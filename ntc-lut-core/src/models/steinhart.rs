//! Steinhart-Hart polynomial model
//!
//! ```text
//! 1/T = a₀ + a₁·ln R + a₂·(ln R)² + a₃·(ln R)³
//! ```
//!
//! The common 3-term form `(A, B, C)` is the 4-term form with `a₂ = 0`.

#[cfg(feature = "serde")]
use serde::{Deserialize, Serialize};

use crate::{
    errors::{LutError, LutResult},
    models::{check_resistance, check_temperature, ResistanceToTemperature},
    KELVIN_OFFSET,
};

/// Number of Steinhart-Hart coefficients in the general form
pub const COEFFICIENT_COUNT: usize = 4;

/// Thermistor characterized by Steinhart-Hart coefficients
#[derive(Debug, Clone, Copy, PartialEq)]
#[cfg_attr(feature = "serde", derive(Serialize, Deserialize))]
pub struct SteinhartHart {
    /// `a₀..a₃`
    pub coefficients: [f64; COEFFICIENT_COUNT],
}

impl SteinhartHart {
    /// Create from the four coefficients `a₀, a₁, a₂, a₃`
    pub fn new(coefficients: [f64; COEFFICIENT_COUNT]) -> LutResult<Self> {
        if coefficients.iter().any(|c| !c.is_finite()) {
            return Err(LutError::config("steinhart_coefficients", "must be finite"));
        }
        Ok(Self { coefficients })
    }

    /// Create from the 3-term `A, B, C` form
    pub fn three_term(a: f64, b: f64, c: f64) -> LutResult<Self> {
        Self::new([a, b, 0.0, c])
    }

    /// Create from a coefficient list, which must hold exactly four values
    pub fn from_slice(coefficients: &[f64]) -> LutResult<Self> {
        let array: [f64; COEFFICIENT_COUNT] = coefficients
            .try_into()
            .map_err(|_| LutError::config("steinhart_coefficients", "requires exactly 4 values"))?;
        Self::new(array)
    }

    /// Inverse absolute temperature (1/K) at the given resistance
    pub fn inverse_kelvin(&self, resistance_ohms: f64) -> f64 {
        let l = libm::log(resistance_ohms);
        let [a0, a1, a2, a3] = self.coefficients;
        a0 + l * (a1 + l * (a2 + l * a3))
    }
}

impl ResistanceToTemperature for SteinhartHart {
    fn temperature_c(&self, resistance_ohms: f64) -> LutResult<f64> {
        check_resistance(resistance_ohms)?;
        let kelvin = 1.0 / self.inverse_kelvin(resistance_ohms);
        check_temperature(kelvin - KELVIN_OFFSET, resistance_ohms)
    }
}

#[cfg(test)]
mod tests {
    use super::*;

    fn standard_10k() -> SteinhartHart {
        SteinhartHart::three_term(1.009249522e-3, 2.378405444e-4, 2.019202697e-7).unwrap()
    }

    #[test]
    fn ten_k_is_near_room_temperature() {
        // These published coefficients put 10 kΩ at about 24.7 °C
        let t = standard_10k().temperature_c(10_000.0).unwrap();
        assert!((t - 24.68).abs() < 0.01, "got {}", t);
    }

    #[test]
    fn three_term_sets_quadratic_to_zero() {
        assert_eq!(standard_10k().coefficients[2], 0.0);
    }

    #[test]
    fn coefficient_count_enforced() {
        assert!(matches!(
            SteinhartHart::from_slice(&[1e-3, 2e-4, 1e-7]),
            Err(LutError::InvalidConfig { field: "steinhart_coefficients", .. })
        ));
        assert!(SteinhartHart::from_slice(&[1e-3, 2e-4, 0.0, 1e-7]).is_ok());
        assert!(SteinhartHart::from_slice(&[1e-3, 2e-4, 0.0, 1e-7, 0.0]).is_err());
    }

    #[test]
    fn matches_expanded_polynomial() {
        let model = SteinhartHart::new([1.1e-3, 2.3e-4, 1.0e-6, 9.0e-8]).unwrap();
        let l = libm::log(4_700.0);
        let expected = 1.0 / (1.1e-3 + 2.3e-4 * l + 1.0e-6 * l * l + 9.0e-8 * l * l * l) - 273.15;
        assert!((model.temperature_c(4_700.0).unwrap() - expected).abs() < 1e-9);
    }

    #[test]
    fn rejects_non_positive_resistance() {
        assert!(standard_10k().temperature_c(0.0).is_err());
    }
}
//! Optional logging
//!
//! Forward to the `log` facade when the `log` feature is on, compile to
//! nothing otherwise so the engine stays usable on bare-metal targets.

#[cfg(feature = "log")]
macro_rules! log_debug {
    ($($arg:tt)*) => { log::debug!($($arg)*) };
}

#[cfg(not(feature = "log"))]
macro_rules! log_debug {
    ($($arg:tt)*) => {};
}

#[cfg(feature = "log")]
macro_rules! log_warn {
    ($($arg:tt)*) => { log::warn!($($arg)*) };
}

#[cfg(not(feature = "log"))]
macro_rules! log_warn {
    ($($arg:tt)*) => {};
}
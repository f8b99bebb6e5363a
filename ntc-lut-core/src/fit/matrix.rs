//! Small dense linear algebra for the curve fits
//!
//! Fixed-size operations use const generics and stack arrays; the spline
//! solver needs a system sized by the sample count and works on `Vec`s.

use alloc::vec::Vec;

use crate::errors::{LutError, LutResult};

/// Matrix type using const generics
pub type Matrix<const R: usize, const C: usize> = [[f64; C]; R];

/// Square matrix type
pub type SquareMatrix<const N: usize> = Matrix<N, N>;

/// Vector type
pub type Vector<const N: usize> = [f64; N];

/// Pivots smaller than this fraction of the largest matrix entry are
/// treated as zero
const RELATIVE_PIVOT_EPSILON: f64 = 1e-13;

/// Identity matrix
pub fn identity<const N: usize>() -> SquareMatrix<N> {
    let mut m = [[0.0; N]; N];
    for (i, row) in m.iter_mut().enumerate() {
        row[i] = 1.0;
    }
    m
}

/// Make matrix symmetric: A = (A + Aᵀ) / 2
pub fn make_symmetric<const N: usize>(matrix: &mut SquareMatrix<N>) {
    for i in 0..N {
        for j in i + 1..N {
            let avg = (matrix[i][j] + matrix[j][i]) * 0.5;
            matrix[i][j] = avg;
            matrix[j][i] = avg;
        }
    }
}

fn max_abs<const N: usize>(a: &SquareMatrix<N>) -> f64 {
    a.iter().flatten().fold(0.0f64, |acc, v| acc.max(v.abs()))
}

/// Matrix inversion using Gauss-Jordan elimination with partial pivoting
///
/// Returns `None` if the matrix is singular.
pub fn invert<const N: usize>(a: &SquareMatrix<N>) -> Option<SquareMatrix<N>> {
    let mut left = *a;
    let mut right = identity::<N>();
    let threshold = max_abs(a) * RELATIVE_PIVOT_EPSILON;

    for k in 0..N {
        // Find pivot
        let mut max_row = k;
        let mut max_val = left[k][k].abs();
        for (i, row) in left.iter().enumerate().skip(k + 1) {
            if row[k].abs() > max_val {
                max_val = row[k].abs();
                max_row = i;
            }
        }

        if !(max_val > threshold) {
            return None;
        }

        if max_row != k {
            left.swap(k, max_row);
            right.swap(k, max_row);
        }

        // Scale pivot row
        let pivot = left[k][k];
        for j in 0..N {
            left[k][j] /= pivot;
            right[k][j] /= pivot;
        }

        // Eliminate column
        for i in 0..N {
            if i != k {
                let factor = left[i][k];
                if factor != 0.0 {
                    for j in 0..N {
                        left[i][j] -= factor * left[k][j];
                        right[i][j] -= factor * right[k][j];
                    }
                }
            }
        }
    }

    Some(right)
}

/// Solve A×x = b for a fixed-size system
///
/// Returns `None` if the matrix is singular.
pub fn solve<const N: usize>(a: &SquareMatrix<N>, b: &Vector<N>) -> Option<Vector<N>> {
    let inv = invert(a)?;
    let mut x = [0.0; N];
    for (xi, row) in x.iter_mut().zip(inv.iter()) {
        *xi = row.iter().zip(b.iter()).map(|(m, v)| m * v).sum();
    }
    Some(x)
}

/// Solve a dense n×n system by Gaussian elimination with partial pivoting
///
/// `a` is row-major with `b.len()` rows.
pub fn solve_dense(mut a: Vec<Vec<f64>>, mut b: Vec<f64>) -> LutResult<Vec<f64>> {
    let n = b.len();
    if a.len() != n || a.iter().any(|row| row.len() != n) {
        return Err(LutError::SingularSystem);
    }
    let scale = a.iter().flatten().fold(0.0f64, |acc, v| acc.max(v.abs()));
    let threshold = scale * RELATIVE_PIVOT_EPSILON;

    // Forward elimination
    for k in 0..n {
        let mut max_row = k;
        let mut max_val = a[k][k].abs();
        for (i, row) in a.iter().enumerate().skip(k + 1) {
            if row[k].abs() > max_val {
                max_val = row[k].abs();
                max_row = i;
            }
        }
        if !(max_val > threshold) {
            return Err(LutError::SingularSystem);
        }
        if max_row != k {
            a.swap(k, max_row);
            b.swap(k, max_row);
        }

        let pivot_row = a[k][k..].to_vec();
        let pivot_rhs = b[k];
        for i in k + 1..n {
            let factor = a[i][k] / pivot_row[0];
            if factor == 0.0 {
                continue;
            }
            for (target, pivot) in a[i][k..].iter_mut().zip(pivot_row.iter()) {
                *target -= factor * pivot;
            }
            b[i] -= factor * pivot_rhs;
        }
    }

    // Back substitution
    let mut x = alloc::vec![0.0; n];
    for i in (0..n).rev() {
        let sum: f64 = (i + 1..n).map(|j| a[i][j] * x[j]).sum();
        x[i] = (b[i] - sum) / a[i][i];
    }
    Ok(x)
}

------------------------------------------------------------

What you will do: Repeat word for word the lines above that run from the line containing "for (i, row) in left.iter().enumerate().skip(k" through the line containing "left[i][j] -= factor", both ends included, and nothing else.

Answer space:
        for (i, row) in left.iter().enumerate().skip(k + 1) {
            if row[k].abs() > max_val {
                max_val = row[k].abs();
                max_row = i;
            }
        }

        if !(max_val > threshold) {
            return None;
        }

        if max_row != k {
            left.swap(k, max_row);
            right.swap(k, max_row);
        }

        // Scale pivot row
        let pivot = left[k][k];
        for j in 0..N {
            left[k][j] /= pivot;
            right[k][j] /= pivot;
        }

        // Eliminate column
        for i in 0..N {
            if i != k {
                let factor = left[i][k];
                if factor != 0.0 {
                    for j in 0..N {
                        left[i][j] -= factor * left[k][j];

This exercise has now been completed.